The Zookeeper's Wife In Theaters March 31st.
The Zookeeper's Wife is a haunting story of one womans determination to do right in this world. With the help of her husband and son they were able to free over 300 Jewish men, women and children. It had me thinking would I have done the same thing, risking the life of my child, my husband, my loved ones for complete strangers. Yes, I would, the only caveat would be that I would have sent my child out of the country to stay with family. Antonina was given the option of leaving the country before and she choose to stay. I have so much respect for her, the courage she portrayed, the mental strength, her tenacity, she had chutzpah! I loved this movie, what I took away from The Zookeeper’s Wife; I can do anything, the strength lies within me, it’s up to me to harness that power and use it to it’s fullest capacity. Read that sentence again, it's extremely powerful once you understand what you are capable of. One person can make a difference for better or worse, it is up to you to choose the right path.

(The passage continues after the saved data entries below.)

use super::{CatalogStore, EventDimension, EventOrder, EventQuery};
use crate::error::Result;
use crate::models::{
    Event, Interaction, InteractionCount, InteractionEmbedding, InteractionType,
    RecommendationImpression, User,
};
use crate::utils::cosine_distance;
use async_trait::async_trait;
use chrono::{DateTime, Utc};
use std::cmp::Ordering;
use std::collections::{HashMap, HashSet};
use tokio::sync::RwLock;
use uuid::Uuid;

/// Catalog store held entirely in memory.
///
/// Used by the test suites and for local runs without PostgreSQL. Query
/// semantics mirror `PgCatalogStore`.
#[derive(Default)]
pub struct InMemoryCatalogStore {
    events: RwLock<Vec<Event>>,
    users: RwLock<HashMap<Uuid, User>>,
    interactions: RwLock<Vec<Interaction>>,
    impressions: RwLock<Vec<RecommendationImpression>>,
}

impl InMemoryCatalogStore {
    pub fn new() -> Self {
        Self::default()
    }

    pub async fn insert_event(&self, event: Event) {
        let mut events = self.events.write().await;
        events.retain(|e| e.id != event.id);
        events.push(event);
    }

    pub async fn insert_user(&self, user: User) {
        self.users.write().await.insert(user.id, user);
    }

    pub async fn record_interaction(&self, interaction: Interaction) {
        self.interactions.write().await.push(interaction);
    }

    pub async fn impressions(&self) -> Vec<RecommendationImpression> {
        self.impressions.read().await.clone()
    }

    fn dimension_key(event: &Event, dimension: EventDimension) -> Option<String> {
        match dimension {
            EventDimension::Neighborhood => event.neighborhood().map(str::to_string),
            EventDimension::PriceBucket => Some(event.price_bucket().as_str().to_string()),
            EventDimension::Source => event.source_name().map(str::to_string),
        }
    }

    fn count_by<'a, I>(events: I, dimension: EventDimension) -> HashMap<String, i64>
    where
        I: IntoIterator<Item = &'a Event>,
    {
        let mut counts = HashMap::new();
        for event in events {
            if let Some(key) = Self::dimension_key(event, dimension) {
                *counts.entry(key).or_insert(0) += 1;
            }
        }
        counts
    }
}

fn by_distance(a: Option<f32>, b: Option<f32>) -> Ordering {
    match (a, b) {
        (Some(x), Some(y)) => x.partial_cmp(&y).unwrap_or(Ordering::Equal),
        (Some(_), None) => Ordering::Less,
        (None, Some(_)) => Ordering::Greater,
        (None, None) => Ordering::Equal,
    }
}

#[async_trait]
impl CatalogStore for InMemoryCatalogStore {
    async fn fetch_user(&self, user_id: Uuid) -> Result<Option<User>> {
        Ok(self.users.read().await.get(&user_id).cloned())
    }

    async fn fetch_event(&self, event_id: Uuid) -> Result<Option<Event>> {
        Ok(self
            .events
            .read()
            .await
            .iter()
            .find(|e| e.id == event_id)
            .cloned())
    }

    async fn query_events(&self, query: &EventQuery) -> Result<Vec<Event>> {
        let events = self.events.read().await;
        let mut matched: Vec<Event> = events
            .iter()
            .filter(|e| query.matches(e))
            .cloned()
            .collect();

        match &query.order {
            EventOrder::StartsAt => matched.sort_by_key(|e| e.starts_at),
            EventOrder::DistanceTo(vector) => matched.sort_by(|a, b| {
                let da = a.embedding.as_deref().and_then(|e| cosine_distance(e, vector));
                let db = b.embedding.as_deref().and_then(|e| cosine_distance(e, vector));
                by_distance(da, db).then(a.starts_at.cmp(&b.starts_at))
            }),
        }

        matched.truncate(query.limit);
        Ok(matched)
    }

    async fn interaction_counts(
        &self,
        since: Option<DateTime<Utc>>,
    ) -> Result<Vec<InteractionCount>> {
        let interactions = self.interactions.read().await;
        let mut counts: HashMap<(Uuid, InteractionType), i64> = HashMap::new();
        for interaction in interactions
            .iter()
            .filter(|i| since.map_or(true, |s| i.occurred_at >= s))
        {
            *counts
                .entry((interaction.event_id, interaction.kind))
                .or_insert(0) += 1;
        }

        Ok(counts
            .into_iter()
            .map(|((event_id, kind), count)| InteractionCount {
                event_id,
                kind,
                count,
            })
            .collect())
    }

    async fn interactions_since(
        &self,
        since: DateTime<Utc>,
        kinds: &[InteractionType],
    ) -> Result<Vec<Interaction>> {
        Ok(self
            .interactions
            .read()
            .await
            .iter()
            .filter(|i| i.occurred_at >= since && kinds.contains(&i.kind))
            .cloned()
            .collect())
    }

    async fn user_interaction_embeddings(
        &self,
        user_id: Uuid,
    ) -> Result<Vec<InteractionEmbedding>> {
        let events = self.events.read().await;
        let embeddings: HashMap<Uuid, &Vec<f32>> = events
            .iter()
            .filter_map(|e| e.embedding.as_ref().map(|v| (e.id, v)))
            .collect();

        Ok(self
            .interactions
            .read()
            .await
            .iter()
            .filter(|i| i.user_id == user_id)
            .filter_map(|i| {
                embeddings.get(&i.event_id).map(|v| InteractionEmbedding {
                    event_id: i.event_id,
                    kind: i.kind,
                    embedding: (*v).clone(),
                })
            })
            .collect())
    }

    async fn count_events(&self) -> Result<i64> {
        Ok(self.events.read().await.len() as i64)
    }

    async fn event_categories(&self, ids: &[Uuid]) -> Result<HashMap<Uuid, Option<Uuid>>> {
        let wanted: HashSet<&Uuid> = ids.iter().collect();
        Ok(self
            .events
            .read()
            .await
            .iter()
            .filter(|e| wanted.contains(&e.id))
            .map(|e| (e.id, e.category_id()))
            .collect())
    }

    async fn catalog_counts_by(&self, dimension: EventDimension) -> Result<HashMap<String, i64>> {
        let events = self.events.read().await;
        Ok(Self::count_by(events.iter(), dimension))
    }

    async fn counts_by_for_events(
        &self,
        dimension: EventDimension,
        ids: &[Uuid],
    ) -> Result<HashMap<String, i64>> {
        let wanted: HashSet<&Uuid> = ids.iter().collect();
        let events = self.events.read().await;
        Ok(Self::count_by(
            events.iter().filter(|e| wanted.contains(&e.id)),
            dimension,
        ))
    }

    async fn impressions_since(
        &self,
        since: Option<DateTime<Utc>>,
    ) -> Result<Vec<RecommendationImpression>> {
        Ok(self
            .impressions
            .read()
            .await
            .iter()
            .filter(|i| since.map_or(true, |s| i.shown_at >= s))
            .cloned()
            .collect())
    }

    async fn append_impression(&self, impression: &RecommendationImpression) -> Result<()> {
        self.impressions.write().await.push(impression.clone());
        Ok(())
    }
}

We were given the opportunity to view the movie a few weeks ago and afterwards a phone interview with Jessica Chastain to talk about The Zookeeper's Wife. I had a million questions regarding her thoughts about Antonina and her determination, her dauntless act of hiding, protecting and saving lives. However I chose to ask about all the glorious animals that she worked with, from the elephants, lion cubs, Llama, monkeys, etc. It was a site to see, Jessica had a connection with each animal. It shines on the big screen, her comfort and love for the animals. For some it would have been daunting but Jessica took the time to build a rapport with each animal. Her chemistry with the animals was a thing of beauty.
~ Kathy: Thank you so much for representing such a strong and resilient woman on the big screen, with everything that’s going on in the world, we really need that. So, I want to say thank you for doing such a superb job, you were absolutely outstanding.
~ Jessica : Thank you so much, well if there wasn’t women like Antonia there would be nothing to represent so I have so much admiration for her.
~ Kathy: Regarding the animals, was there one that you were kind of a little shy of?
~ Jessica : No, I liked all the animals. Even the skunk, I and some people like the
little boy who was nervous about the skunk because of the very pungent smell. But, I swear I was kissing all over that skunk and cuddling you know, in the scene. There wasn’t one animal I felt afraid of.
Plot ~ In the 1930s, Jan Żabiński was the director of the thriving zoo in Warsaw, Poland; his wife Antonina had a remarkable sympathy for animals, and their villa in the zoo was a nursery and residence for numerous animals as well as their own son. This life came to an abrupt end with the German invasion of Poland on September 1, 1939, which started World War II (1939-1945). Most of the zoo's animals and structures were destroyed in the bombings and siege of the city. The zoo was closed under German occupation, but the Żabińskis continued to occupy the villa, and the zoo itself was used first as a pig farm and subsequently as a fur farm.Jan and Antonina Żabiński became active with the Polish underground resistance. At the villa and in the zoo's structures, they secretly sheltered Jews, most escaping from the doomed Warsaw ghetto. As many as 300 such "guests" passed through the zoo, and many did survive the war with the assistance of the Żabińskis and other members of the underground. The German occupiers executed those they discovered helping Jews. Nonetheless, Antonina Żabińska maintained a semblance of prewar life at the villa, harboring a menagerie of animals - otters, a badger, hyena pups, lynxes - as well as the secret guests. While Jan Żabiński was wounded in the armed, August 1944 Warsaw uprising against the German occupiers, the Żabińskis survived the war. The zoo reopened in 1949, with Jan as its new director.